Ecological time-series analysis of a retrospective, repeated cross-sectional study using outcome data from all 580 counties in Florida, Kentucky, Massachusetts, Michigan, New York, North Carolina, Tennessee, and Washington from 2009 to 2015 and economic data from 2000 to 2015. Negative binomial models were used with year and county-level fixed effects. Interactions were tested and stratified analyses were conducted by metropolitan counties, rural counties adjacent to metropolitan counties, and rural remote counties.


County-level 10-year unemployment rate and mental health and primary care clinician supply obtained from the Health Resources and Services Administration Area Health Resources Files.

Main Outcomes and Measure

Rates of NAS, excluding iatrogenic withdrawal, obtained from state inpatient databases.

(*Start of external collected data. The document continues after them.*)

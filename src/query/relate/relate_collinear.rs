use crate::query::relate::{RelateError, RelateTolerances, SegmentRelation};
use crate::shape::Segment;
use crate::utils::{dominant_axis, AxisInterval};

/// Resolves the relation between two segments known to share one supporting
/// line.
///
/// Both segments are projected onto their dominant axis and the relation is
/// read off the ordering of the two projected intervals.
pub(super) fn relate_collinear(
    seg1: &Segment,
    seg2: &Segment,
    tolerances: RelateTolerances,
) -> SegmentRelation {
    let axis = dominant_axis(seg1, seg2);
    let i1 = AxisInterval::new(seg1, axis);
    let i2 = AxisInterval::new(seg2, axis);

    if tolerances.smaller(i1.hi, i2.lo) || tolerances.smaller(i2.hi, i1.lo) {
        return SegmentRelation::Disjoint;
    }

    let opposite = i1.swapped != i2.swapped;
    let eq_ll = tolerances.approx_eq(i1.lo, i2.lo);
    let eq_hh = tolerances.approx_eq(i1.hi, i2.hi);

    if eq_ll && eq_hh {
        return SegmentRelation::Equal { opposite };
    }

    // A single shared endpoint at the junction of the two intervals.
    if tolerances.approx_eq(i1.hi, i2.lo) && !eq_ll && !eq_hh {
        return SegmentRelation::CollinearTouch {
            point: i1.hi_point,
            arrival1: if i1.swapped { 0 } else { -1 },
            arrival2: if i2.swapped { -1 } else { 0 },
        };
    }

    if tolerances.approx_eq(i1.lo, i2.hi) && !eq_ll && !eq_hh {
        return SegmentRelation::CollinearTouch {
            point: i1.lo_point,
            arrival1: if i1.swapped { -1 } else { 0 },
            arrival2: if i2.swapped { 0 } else { -1 },
        };
    }

    if eq_ll != eq_hh {
        // One endpoint shared and the other inside: the shorter segment owns
        // the overlapped interval.
        let owner_is_first = if eq_ll {
            tolerances.smaller(i1.hi, i2.hi)
        } else {
            tolerances.larger(i1.lo, i2.lo)
        };
        let (owner, owner_interval) = if owner_is_first {
            (seg1, &i1)
        } else {
            (seg2, &i2)
        };
        let from_end = if eq_hh {
            !owner_interval.swapped
        } else {
            owner_interval.swapped
        };
        let (arrival1, arrival2) = if eq_hh {
            (
                if i1.swapped { 0 } else { -1 },
                if i2.swapped { 0 } else { -1 },
            )
        } else {
            (
                if i1.swapped { -1 } else { 0 },
                if i2.swapped { -1 } else { 0 },
            )
        };

        return SegmentRelation::CollinearOverlapBoundary {
            owner: *owner,
            owner_is_first,
            arrival1,
            arrival2,
            from_end,
        };
    }

    let within1 = tolerances.larger(i1.lo, i2.lo) && tolerances.smaller(i1.hi, i2.hi);
    let within2 = tolerances.larger(i2.lo, i1.lo) && tolerances.smaller(i2.hi, i1.hi);

    if within1 || within2 {
        let first_within_second = if within1 && within2 {
            // If the fuzzy orderings nest both ways, keep the shorter
            // segment as the contained one.
            seg1.length() <= seg2.length()
        } else {
            within1
        };
        let contained = if first_within_second { *seg1 } else { *seg2 };

        return SegmentRelation::CollinearContains {
            contained,
            first_within_second,
            opposite,
        };
    }

    // A proper partial overlap runs from the larger low end to the smaller
    // high end.
    let (lo_point, lo_val) = if i1.lo > i2.lo {
        (i1.lo_point, i1.lo)
    } else {
        (i2.lo_point, i2.lo)
    };
    let (hi_point, hi_val) = if i1.hi < i2.hi {
        (i1.hi_point, i1.hi)
    } else {
        (i2.hi_point, i2.hi)
    };

    if lo_val.is_finite() && hi_val.is_finite() && lo_val < hi_val {
        return SegmentRelation::CollinearOverlap {
            point1: lo_point,
            point2: hi_point,
            dir1: if i1.swapped { -1 } else { 1 },
            dir2: if i2.swapped { -1 } else { 1 },
            opposite,
        };
    }

    log::error!(
        "Inconsistent collinear interval ordering for segments {:?} and {:?}.",
        seg1,
        seg2
    );
    SegmentRelation::Error(RelateError::CollinearResolution)
}
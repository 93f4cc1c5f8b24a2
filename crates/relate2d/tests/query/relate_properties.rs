use approx::relative_eq;
use relate2d::math::{Point, Real};
use relate2d::query::{relate_segment_segment, SegmentRelation};
use relate2d::shape::Segment;

fn lattice_point(rng: &mut oorandom::Rand32) -> Point<Real> {
    Point::new(rng.rand_range(0..8) as Real, rng.rand_range(0..8) as Real)
}

fn random_point(rng: &mut oorandom::Rand32, scale: Real) -> Point<Real> {
    Point::new(
        (rng.rand_float() * 2.0 - 1.0) * scale,
        (rng.rand_float() * 2.0 - 1.0) * scale,
    )
}

#[test]
fn classification_is_symmetric() {
    let mut rng = oorandom::Rand32::new(42);

    for _ in 0..500 {
        let seg1 = Segment::new(lattice_point(&mut rng), lattice_point(&mut rng));
        let seg2 = Segment::new(lattice_point(&mut rng), lattice_point(&mut rng));
        assert_symmetric(&seg1, &seg2);
    }
}

#[test]
fn classification_is_symmetric_for_continuous_coordinates() {
    let mut rng = oorandom::Rand32::new(5803);

    for i in 0..500 {
        let seg1 = Segment::new(random_point(&mut rng, 200.0), random_point(&mut rng, 200.0));
        let seg2 = if i % 2 == 0 {
            Segment::new(random_point(&mut rng, 200.0), random_point(&mut rng, 200.0))
        } else {
            // Run the second segment straight through a point a hair away
            // from the first one's start, so the shared point is a boundary
            // value along one operand and interior along the other.
            let far = random_point(&mut rng, 200.0);
            let near = Point::new(
                seg1.a.x + (rng.rand_float() - 0.5) * 1.0e-5,
                seg1.a.y + (rng.rand_float() - 0.5) * 1.0e-5,
            );
            Segment::new(Point::new(2.0 * near.x - far.x, 2.0 * near.y - far.y), far)
        };

        assert_symmetric(&seg1, &seg2);
    }
}

fn assert_symmetric(seg1: &Segment, seg2: &Segment) {
    let forward = relate_segment_segment(seg1, seg2);
    let backward = relate_segment_segment(seg2, seg1);

    match (forward, backward) {
        (SegmentRelation::Disjoint, SegmentRelation::Disjoint) => {}
        (
            SegmentRelation::Degenerate {
                point: point_f,
                first_is_point: first_f,
            },
            SegmentRelation::Degenerate {
                point: point_b,
                first_is_point: first_b,
            },
        ) => {
            assert_eq!(point_f, point_b);
            assert_ne!(first_f, first_b);
        }
        (
            SegmentRelation::Equal { opposite: opp_f },
            SegmentRelation::Equal { opposite: opp_b },
        ) => assert_eq!(opp_f, opp_b),
        (
            SegmentRelation::Touch {
                point: point_f,
                arrival1: a1_f,
                arrival2: a2_f,
            },
            SegmentRelation::Touch {
                point: point_b,
                arrival1: a1_b,
                arrival2: a2_b,
            },
        ) => {
            assert!(relative_eq!(point_f, point_b, epsilon = 1.0e-4));
            assert_eq!((a1_f, a2_f), (a2_b, a1_b));
        }
        (
            SegmentRelation::Cross { point: point_f, .. },
            SegmentRelation::Cross { point: point_b, .. },
        ) => assert!(relative_eq!(point_f, point_b, epsilon = 1.0e-4)),
        (
            SegmentRelation::CollinearTouch {
                point: point_f,
                arrival1: a1_f,
                arrival2: a2_f,
            },
            SegmentRelation::CollinearTouch {
                point: point_b,
                arrival1: a1_b,
                arrival2: a2_b,
            },
        ) => {
            assert_eq!(point_f, point_b);
            assert_eq!((a1_f, a2_f), (a2_b, a1_b));
        }
        (
            SegmentRelation::CollinearOverlapBoundary {
                owner: owner_f,
                owner_is_first: first_f,
                arrival1: a1_f,
                arrival2: a2_f,
                from_end: end_f,
            },
            SegmentRelation::CollinearOverlapBoundary {
                owner: owner_b,
                owner_is_first: first_b,
                arrival1: a1_b,
                arrival2: a2_b,
                from_end: end_b,
            },
        ) => {
            assert_eq!(owner_f, owner_b);
            assert_ne!(first_f, first_b);
            assert_eq!((a1_f, a2_f), (a2_b, a1_b));
            assert_eq!(end_f, end_b);
        }
        (
            SegmentRelation::CollinearContains {
                contained: contained_f,
                first_within_second: first_f,
                opposite: opp_f,
            },
            SegmentRelation::CollinearContains {
                contained: contained_b,
                first_within_second: first_b,
                opposite: opp_b,
            },
        ) => {
            assert_eq!(contained_f, contained_b);
            assert_ne!(first_f, first_b);
            assert_eq!(opp_f, opp_b);
        }
        (
            SegmentRelation::CollinearOverlap {
                point1: p1_f,
                point2: p2_f,
                dir1: d1_f,
                dir2: d2_f,
                opposite: opp_f,
            },
            SegmentRelation::CollinearOverlap {
                point1: p1_b,
                point2: p2_b,
                dir1: d1_b,
                dir2: d2_b,
                opposite: opp_b,
            },
        ) => {
            assert_eq!((p1_f, p2_f), (p1_b, p2_b));
            assert_eq!((d1_f, d2_f), (d2_b, d1_b));
            assert_eq!(opp_f, opp_b);
        }
        (forward, backward) => panic!(
            "asymmetric classification of {:?} and {:?}: {:?} vs {:?}",
            seg1, seg2, forward, backward
        ),
    }
}

#[test]
fn disjoint_matches_an_exact_integer_oracle() {
    let mut rng = oorandom::Rand32::new(7);

    for _ in 0..500 {
        let coords: Vec<i64> = (0..8).map(|_| i64::from(rng.rand_range(0..8))).collect();
        let (a, b) = ((coords[0], coords[1]), (coords[2], coords[3]));
        let (c, d) = ((coords[4], coords[5]), (coords[6], coords[7]));

        if a == b || c == d {
            continue;
        }

        let seg1 = Segment::new(
            Point::new(a.0 as Real, a.1 as Real),
            Point::new(b.0 as Real, b.1 as Real),
        );
        let seg2 = Segment::new(
            Point::new(c.0 as Real, c.1 as Real),
            Point::new(d.0 as Real, d.1 as Real),
        );

        let relation = relate_segment_segment(&seg1, &seg2);
        assert!(!relation.is_error());
        assert_eq!(
            relation.is_disjoint(),
            !segments_intersect(a, b, c, d),
            "oracle disagrees on {:?} and {:?}: got {:?}",
            seg1,
            seg2,
            relation
        );
    }
}

#[test]
fn cross_points_lie_on_both_segments() {
    let mut rng = oorandom::Rand32::new(1234);
    let mut crossings = 0;

    for _ in 0..1000 {
        let seg1 = Segment::new(random_point(&mut rng, 5.0), random_point(&mut rng, 5.0));
        let seg2 = Segment::new(random_point(&mut rng, 5.0), random_point(&mut rng, 5.0));

        if let SegmentRelation::Cross { point, ratio } = relate_segment_segment(&seg1, &seg2) {
            crossings += 1;
            assert!(ratio > 0.0 && ratio < 1.0);
            // The reported point is the reported ratio applied to the first
            // segment.
            assert_eq!(seg1.point_at_ratio(ratio), point);

            for seg in [&seg1, &seg2] {
                // The point must sit on the supporting line and within the
                // segment's coordinate range.
                let distance = seg.signed_area_to(&point).abs() / seg.length();
                assert!(distance <= 1.0e-3);

                for axis in 0..2 {
                    let lo = seg.a[axis].min(seg.b[axis]);
                    let hi = seg.a[axis].max(seg.b[axis]);
                    assert!(point[axis] >= lo - 1.0e-3 && point[axis] <= hi + 1.0e-3);
                }
            }
        }
    }

    // The box is small enough that a healthy share of random pairs cross.
    assert!(crossings > 100, "only {} crossings", crossings);
}

#[test]
fn overlap_segments_stay_on_their_carriers() {
    let mut rng = oorandom::Rand32::new(97);
    let mut overlaps = 0;

    for _ in 0..2000 {
        let origin = i64::from(rng.rand_range(0..4));
        let seg1 = Segment::new(
            Point::new(origin as Real, 0.0),
            Point::new((origin + 1 + i64::from(rng.rand_range(0..5))) as Real, 0.0),
        );
        let seg2 = Segment::new(
            Point::new(i64::from(rng.rand_range(0..4)) as Real, 0.0),
            Point::new(i64::from(rng.rand_range(4..9)) as Real, 0.0),
        );

        if let SegmentRelation::CollinearOverlap { point1, point2, .. } =
            relate_segment_segment(&seg1, &seg2)
        {
            overlaps += 1;
            let shared = Segment::new(point1, point2);

            for carrier in [&seg1, &seg2] {
                match relate_segment_segment(&shared, carrier) {
                    SegmentRelation::CollinearOverlapBoundary {
                        owner,
                        owner_is_first,
                        ..
                    } => {
                        assert_eq!(owner, shared);
                        assert!(owner_is_first);
                    }
                    other => panic!(
                        "overlap of {:?} and {:?} produced {:?} against its carrier",
                        seg1, seg2, other
                    ),
                }
            }
        }
    }

    assert!(overlaps > 50, "only {} overlaps", overlaps);
}

fn orientation(a: (i64, i64), b: (i64, i64), c: (i64, i64)) -> i64 {
    ((b.0 - a.0) * (c.1 - a.1) - (b.1 - a.1) * (c.0 - a.0)).signum()
}

fn on_segment(a: (i64, i64), b: (i64, i64), p: (i64, i64)) -> bool {
    orientation(a, b, p) == 0
        && p.0 >= a.0.min(b.0)
        && p.0 <= a.0.max(b.0)
        && p.1 >= a.1.min(b.1)
        && p.1 <= a.1.max(b.1)
}

fn segments_intersect(a: (i64, i64), b: (i64, i64), c: (i64, i64), d: (i64, i64)) -> bool {
    let o1 = orientation(a, b, c);
    let o2 = orientation(a, b, d);
    let o3 = orientation(c, d, a);
    let o4 = orientation(c, d, b);

    if o1 != o2 && o3 != o4 {
        return true;
    }

    on_segment(a, b, c) || on_segment(a, b, d) || on_segment(c, d, a) || on_segment(c, d, b)
}
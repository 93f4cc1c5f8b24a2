//! Non-persistent geometric queries.
//!
//! # General cases
//! The most general methods provided by this module are:
//!
//! * [`query::relate_segment_segment()`](crate::query::relate_segment_segment) to classify the relation between two segments.
//! * [`query::relate_segment_segment_with_tolerances()`](crate::query::relate_segment_segment_with_tolerances) to classify with explicit tolerances.
//! * [`query::relate_segment_segment_with_policy()`](crate::query::relate_segment_segment_with_policy) to classify and hand the outcome to a [`RelatePolicy`].
//!
//! The classification outcome is a [`SegmentRelation`]. Ready-made policies
//! are [`RelateIntersects`] and `TurnPointCollector`.

#[cfg(feature = "alloc")]
pub use self::relate::TurnPointCollector;
pub use self::relate::{
    relate_segment_segment, relate_segment_segment_with_policy,
    relate_segment_segment_with_tolerances, RelateError, RelateIntersects, RelatePolicy,
    RelateTolerances, SegmentRelation, SideInfo,
};

pub mod relate;
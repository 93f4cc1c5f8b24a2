//! Robust classification of the relation between two segments.

#[cfg(feature = "alloc")]
pub use self::policy::TurnPointCollector;
pub use self::policy::{RelateIntersects, RelatePolicy};
pub use self::relate_segment_segment::{
    relate_segment_segment, relate_segment_segment_with_policy,
    relate_segment_segment_with_tolerances,
};
pub use self::segment_relation::{RelateError, SegmentRelation};
pub use self::side_info::SideInfo;
pub use self::tolerances::RelateTolerances;

mod policy;
mod relate_collinear;
mod relate_segment_segment;
mod segment_relation;
mod side_info;
mod tolerances;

The sample included observations from 580 counties over 7 years (1803 county-years from metropolitan counties, 1268 county-years from rural counties adjacent to metropolitan counties, and 927 county-years from rural remote counties). During the study period, there were 6,302,497 births and 47,224 diagnoses of NAS. The median rate of NAS was 7.1 per 1000 hospital births (interquartile range [IQR], 2.2-15.8), the 10-year unemployment rate was 7.6% (IQR, 6.4%-9.0%), and 83.9% of county-years were partial or complete mental health shortage areas. In the adjusted analyses, mental health shortage areas had higher NAS rates (unadjusted rate in shortage areas of 14.0 per 1000 births vs unadjusted rate in nonshortage areas of 10.6 per 1000 births; adjusted incidence rate ratio [IRR], 1.17 [95% CI, 1.07-1.27]), occurring primarily in metropolitan counties (adjusted IRR, 1.28 [95% CI, 1.16-1.40]; P = .02 for test of equivalence between metropolitan counties and rural counties adjacent to metropolitan counties). There was no significant association between primary care shortage areas and rates of NAS. The 10-year unemployment rate was associated with higher rates of NAS (unadjusted rate in highest unemployment quartile of 20.1 per 1000 births vs 7.8 per 1000 births in lowest unemployment quartile; adjusted IRR, 1.11 [95% CI, 1.00-1.23]) occurring primarily in rural remote counties (adjusted IRR, 1.34 [95% CI, 1.05-1.70]; P = .04 for test of equivalence between metropolitan counties and rural remote counties).

Conclusions and Relevance

In this ecological analysis of counties in 8 US states, there was a significant association among higher long-term unemployment, higher mental health clinician shortage areas, and higher county-level rates of neonatal abstinence syndrome.

Key Findings

  • The rate of babies born with NAS varied across the 580 counties examined, but rates were often highest in the most rural counties.
  • Counties with the highest unemployment rates, especially rural counties, had NAS rates over 2.5 times greater than counties with the lowest unemployment rates.
  • Counties with shortages of mental health workers also had significantly more NAS cases.


Implications for Policy

  • The opioid crisis is not just a health problem: it is affected by a community’s economic conditions. Approaches will vary by community, but a revitalized economy and social safety net may have important benefits for a community’s health.
  • We face an uphill battle addressing the opioid crisis until we are providing better access to effective mental health care. Clinician training programs targeting communities in shortage areas, telehealth, loan forgiveness programs, and integrated collaborative care models that enhance both access and quality all have the potential to increase access to effective mental health care.

Support for Decisionmaking

  • An interactive tool based on study findings can help decisionmakers explore how changing a county’s economic conditions or the supply of mental health providers could affect the county’s NAS rate.